§ Action item:
Because only the count matters, report how many lines in the material hold the string "bool" and nothing more.

§ Exercise inputs:
****
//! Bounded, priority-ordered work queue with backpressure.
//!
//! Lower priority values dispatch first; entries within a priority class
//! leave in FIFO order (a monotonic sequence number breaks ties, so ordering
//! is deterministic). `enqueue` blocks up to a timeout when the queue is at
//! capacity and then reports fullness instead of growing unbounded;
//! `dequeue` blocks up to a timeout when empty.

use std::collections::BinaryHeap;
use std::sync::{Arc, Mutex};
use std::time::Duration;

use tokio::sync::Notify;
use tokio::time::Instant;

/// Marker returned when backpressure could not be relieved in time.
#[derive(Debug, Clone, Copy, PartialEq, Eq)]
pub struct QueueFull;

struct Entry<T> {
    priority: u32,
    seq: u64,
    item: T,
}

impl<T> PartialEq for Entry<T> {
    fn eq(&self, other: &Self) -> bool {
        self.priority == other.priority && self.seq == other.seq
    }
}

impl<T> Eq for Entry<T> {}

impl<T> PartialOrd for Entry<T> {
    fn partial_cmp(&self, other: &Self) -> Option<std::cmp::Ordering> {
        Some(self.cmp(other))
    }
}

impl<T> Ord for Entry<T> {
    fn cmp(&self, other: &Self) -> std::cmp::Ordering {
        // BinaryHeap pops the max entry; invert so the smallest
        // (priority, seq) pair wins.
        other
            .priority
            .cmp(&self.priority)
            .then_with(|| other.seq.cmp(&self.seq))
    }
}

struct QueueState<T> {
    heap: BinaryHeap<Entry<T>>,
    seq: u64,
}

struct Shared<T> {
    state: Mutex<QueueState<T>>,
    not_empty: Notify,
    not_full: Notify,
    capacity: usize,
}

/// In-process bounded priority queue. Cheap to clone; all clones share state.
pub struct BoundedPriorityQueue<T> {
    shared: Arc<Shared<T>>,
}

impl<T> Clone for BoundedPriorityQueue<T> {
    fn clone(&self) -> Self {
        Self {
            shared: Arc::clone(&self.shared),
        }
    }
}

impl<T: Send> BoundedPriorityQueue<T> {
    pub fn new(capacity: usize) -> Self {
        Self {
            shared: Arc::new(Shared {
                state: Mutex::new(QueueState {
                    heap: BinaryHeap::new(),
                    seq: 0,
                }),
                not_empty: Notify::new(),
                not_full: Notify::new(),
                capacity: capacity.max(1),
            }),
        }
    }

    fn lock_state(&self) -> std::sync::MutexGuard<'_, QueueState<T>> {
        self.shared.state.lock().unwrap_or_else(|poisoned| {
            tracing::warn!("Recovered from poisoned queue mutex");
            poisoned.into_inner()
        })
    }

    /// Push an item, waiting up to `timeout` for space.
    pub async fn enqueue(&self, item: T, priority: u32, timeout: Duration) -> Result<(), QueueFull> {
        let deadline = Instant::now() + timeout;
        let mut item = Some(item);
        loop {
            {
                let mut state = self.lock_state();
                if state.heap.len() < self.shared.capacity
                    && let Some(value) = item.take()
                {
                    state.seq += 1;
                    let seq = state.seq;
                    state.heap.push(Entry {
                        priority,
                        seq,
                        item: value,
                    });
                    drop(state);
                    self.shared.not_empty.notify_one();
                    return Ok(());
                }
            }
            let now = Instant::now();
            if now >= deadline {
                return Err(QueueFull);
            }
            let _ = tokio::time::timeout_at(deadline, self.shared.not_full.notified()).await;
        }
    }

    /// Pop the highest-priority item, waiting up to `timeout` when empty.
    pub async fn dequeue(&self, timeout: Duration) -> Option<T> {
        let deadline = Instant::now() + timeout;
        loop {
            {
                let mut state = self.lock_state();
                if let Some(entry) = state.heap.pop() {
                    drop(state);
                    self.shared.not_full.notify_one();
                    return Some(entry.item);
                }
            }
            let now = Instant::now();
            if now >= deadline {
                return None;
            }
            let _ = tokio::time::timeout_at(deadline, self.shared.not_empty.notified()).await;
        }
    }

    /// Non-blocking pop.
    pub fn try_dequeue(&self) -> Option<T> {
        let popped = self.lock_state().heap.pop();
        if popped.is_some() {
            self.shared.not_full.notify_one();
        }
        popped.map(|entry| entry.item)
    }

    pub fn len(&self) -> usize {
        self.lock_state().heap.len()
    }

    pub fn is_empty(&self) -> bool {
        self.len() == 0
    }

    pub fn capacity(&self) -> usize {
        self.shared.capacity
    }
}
****
§ Solution for this problem:
2